[Exercise details] Look through the records below for the line holding "use crate::domain::NormalizedPhone;". Write it out exactly, with each following line through the line holding "const DEFAULT_RETRY_DELAY: Duration".

[Saved entries]
------------------------------------
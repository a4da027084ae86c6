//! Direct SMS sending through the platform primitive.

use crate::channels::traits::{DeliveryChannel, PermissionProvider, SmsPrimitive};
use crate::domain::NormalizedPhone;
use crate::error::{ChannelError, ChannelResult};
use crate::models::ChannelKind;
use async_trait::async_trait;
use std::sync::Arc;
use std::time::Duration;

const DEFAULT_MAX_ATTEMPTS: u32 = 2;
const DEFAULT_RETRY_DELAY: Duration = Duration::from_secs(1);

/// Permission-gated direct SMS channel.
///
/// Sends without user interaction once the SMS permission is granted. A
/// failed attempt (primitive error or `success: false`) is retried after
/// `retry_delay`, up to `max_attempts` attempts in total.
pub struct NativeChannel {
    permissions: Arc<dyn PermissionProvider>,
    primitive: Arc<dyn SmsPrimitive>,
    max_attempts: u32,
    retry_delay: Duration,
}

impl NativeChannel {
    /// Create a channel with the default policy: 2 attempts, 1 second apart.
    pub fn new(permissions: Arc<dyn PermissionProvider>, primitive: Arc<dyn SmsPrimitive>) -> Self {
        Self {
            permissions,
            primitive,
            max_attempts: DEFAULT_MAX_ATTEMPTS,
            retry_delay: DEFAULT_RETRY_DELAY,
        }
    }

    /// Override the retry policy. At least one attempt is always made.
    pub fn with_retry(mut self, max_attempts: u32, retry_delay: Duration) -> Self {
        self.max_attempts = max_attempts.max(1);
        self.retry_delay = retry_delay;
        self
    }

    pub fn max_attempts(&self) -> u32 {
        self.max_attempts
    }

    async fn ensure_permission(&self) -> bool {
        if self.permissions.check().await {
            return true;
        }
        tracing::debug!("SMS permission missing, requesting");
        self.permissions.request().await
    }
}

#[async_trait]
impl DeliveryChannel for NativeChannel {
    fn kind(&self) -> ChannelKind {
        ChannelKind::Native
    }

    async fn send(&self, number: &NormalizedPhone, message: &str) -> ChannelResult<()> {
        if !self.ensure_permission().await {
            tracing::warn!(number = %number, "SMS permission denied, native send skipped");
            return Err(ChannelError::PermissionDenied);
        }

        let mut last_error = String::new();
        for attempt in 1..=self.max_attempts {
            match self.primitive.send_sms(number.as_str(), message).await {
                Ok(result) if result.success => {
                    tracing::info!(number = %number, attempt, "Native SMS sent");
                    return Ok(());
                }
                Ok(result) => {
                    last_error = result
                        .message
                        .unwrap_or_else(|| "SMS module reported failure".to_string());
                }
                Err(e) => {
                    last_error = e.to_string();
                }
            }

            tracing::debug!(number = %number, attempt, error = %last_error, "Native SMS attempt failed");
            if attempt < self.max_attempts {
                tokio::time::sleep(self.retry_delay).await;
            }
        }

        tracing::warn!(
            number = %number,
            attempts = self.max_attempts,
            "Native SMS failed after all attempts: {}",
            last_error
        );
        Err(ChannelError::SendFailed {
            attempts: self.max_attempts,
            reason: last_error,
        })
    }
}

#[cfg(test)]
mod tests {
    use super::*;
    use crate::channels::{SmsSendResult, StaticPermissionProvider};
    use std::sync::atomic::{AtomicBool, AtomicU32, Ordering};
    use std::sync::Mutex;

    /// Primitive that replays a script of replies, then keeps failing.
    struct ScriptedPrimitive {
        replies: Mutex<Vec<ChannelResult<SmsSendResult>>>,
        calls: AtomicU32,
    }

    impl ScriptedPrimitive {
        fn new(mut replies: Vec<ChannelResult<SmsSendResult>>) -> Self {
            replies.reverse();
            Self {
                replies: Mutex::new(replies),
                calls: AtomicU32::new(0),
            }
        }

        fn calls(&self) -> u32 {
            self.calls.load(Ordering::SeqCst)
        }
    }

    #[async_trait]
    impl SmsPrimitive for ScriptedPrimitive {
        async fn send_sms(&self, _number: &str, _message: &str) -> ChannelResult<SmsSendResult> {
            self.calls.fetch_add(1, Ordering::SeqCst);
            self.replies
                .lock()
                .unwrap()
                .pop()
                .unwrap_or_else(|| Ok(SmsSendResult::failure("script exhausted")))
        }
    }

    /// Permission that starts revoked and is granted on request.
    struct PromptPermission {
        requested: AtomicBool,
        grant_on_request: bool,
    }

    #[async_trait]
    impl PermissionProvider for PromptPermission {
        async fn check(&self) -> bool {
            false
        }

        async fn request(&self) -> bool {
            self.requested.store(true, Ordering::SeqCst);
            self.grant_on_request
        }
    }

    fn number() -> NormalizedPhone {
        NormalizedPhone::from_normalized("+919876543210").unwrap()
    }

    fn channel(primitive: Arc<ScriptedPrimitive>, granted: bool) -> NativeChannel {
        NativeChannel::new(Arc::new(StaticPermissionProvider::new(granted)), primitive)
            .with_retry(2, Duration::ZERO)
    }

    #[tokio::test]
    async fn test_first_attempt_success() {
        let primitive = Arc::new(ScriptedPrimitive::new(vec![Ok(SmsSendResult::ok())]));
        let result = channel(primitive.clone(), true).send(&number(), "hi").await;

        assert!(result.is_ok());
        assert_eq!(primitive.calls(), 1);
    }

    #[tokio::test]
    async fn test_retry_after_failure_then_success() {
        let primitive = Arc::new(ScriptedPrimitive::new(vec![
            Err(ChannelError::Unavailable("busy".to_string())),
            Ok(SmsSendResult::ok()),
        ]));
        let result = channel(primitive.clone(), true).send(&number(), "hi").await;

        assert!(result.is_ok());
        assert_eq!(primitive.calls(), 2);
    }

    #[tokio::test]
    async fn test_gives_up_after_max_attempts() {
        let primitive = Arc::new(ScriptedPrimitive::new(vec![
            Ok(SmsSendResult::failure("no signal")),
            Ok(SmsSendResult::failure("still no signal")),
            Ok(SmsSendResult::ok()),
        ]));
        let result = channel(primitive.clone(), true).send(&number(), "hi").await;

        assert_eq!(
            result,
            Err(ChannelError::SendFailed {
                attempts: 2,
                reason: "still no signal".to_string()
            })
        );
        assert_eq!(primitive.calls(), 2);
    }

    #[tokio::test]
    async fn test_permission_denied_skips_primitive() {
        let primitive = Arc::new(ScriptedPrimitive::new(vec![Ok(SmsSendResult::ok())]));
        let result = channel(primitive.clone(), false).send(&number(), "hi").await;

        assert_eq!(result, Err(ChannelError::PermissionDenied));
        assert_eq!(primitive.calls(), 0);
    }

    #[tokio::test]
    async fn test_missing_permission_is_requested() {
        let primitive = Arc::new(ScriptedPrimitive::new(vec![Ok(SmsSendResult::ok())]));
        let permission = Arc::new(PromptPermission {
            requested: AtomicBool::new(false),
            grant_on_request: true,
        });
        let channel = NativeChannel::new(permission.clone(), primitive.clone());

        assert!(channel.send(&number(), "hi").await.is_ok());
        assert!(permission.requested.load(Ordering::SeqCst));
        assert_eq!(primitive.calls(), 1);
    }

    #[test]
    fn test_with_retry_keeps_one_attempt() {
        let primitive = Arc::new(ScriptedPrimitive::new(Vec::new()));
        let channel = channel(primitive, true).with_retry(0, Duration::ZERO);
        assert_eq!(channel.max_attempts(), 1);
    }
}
------------------------------------
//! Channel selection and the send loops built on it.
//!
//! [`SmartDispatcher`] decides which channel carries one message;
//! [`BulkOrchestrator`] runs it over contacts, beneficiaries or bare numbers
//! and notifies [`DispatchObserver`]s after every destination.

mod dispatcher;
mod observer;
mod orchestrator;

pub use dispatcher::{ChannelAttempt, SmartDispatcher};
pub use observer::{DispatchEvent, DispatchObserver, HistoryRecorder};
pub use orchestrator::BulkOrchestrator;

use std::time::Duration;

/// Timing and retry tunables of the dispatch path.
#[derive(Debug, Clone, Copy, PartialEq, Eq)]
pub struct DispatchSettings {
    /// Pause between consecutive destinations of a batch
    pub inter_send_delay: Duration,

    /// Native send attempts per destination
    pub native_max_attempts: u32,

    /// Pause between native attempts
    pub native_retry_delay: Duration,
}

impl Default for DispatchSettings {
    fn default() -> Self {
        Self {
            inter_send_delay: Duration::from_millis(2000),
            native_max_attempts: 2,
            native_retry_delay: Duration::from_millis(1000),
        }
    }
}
------------------------------------
[Result of the task]
use crate::domain::NormalizedPhone;
use crate::error::{ChannelError, ChannelResult};
use crate::models::ChannelKind;
use async_trait::async_trait;
use std::sync::Arc;
use std::time::Duration;

const DEFAULT_MAX_ATTEMPTS: u32 = 2;
const DEFAULT_RETRY_DELAY: Duration = Duration::from_secs(1);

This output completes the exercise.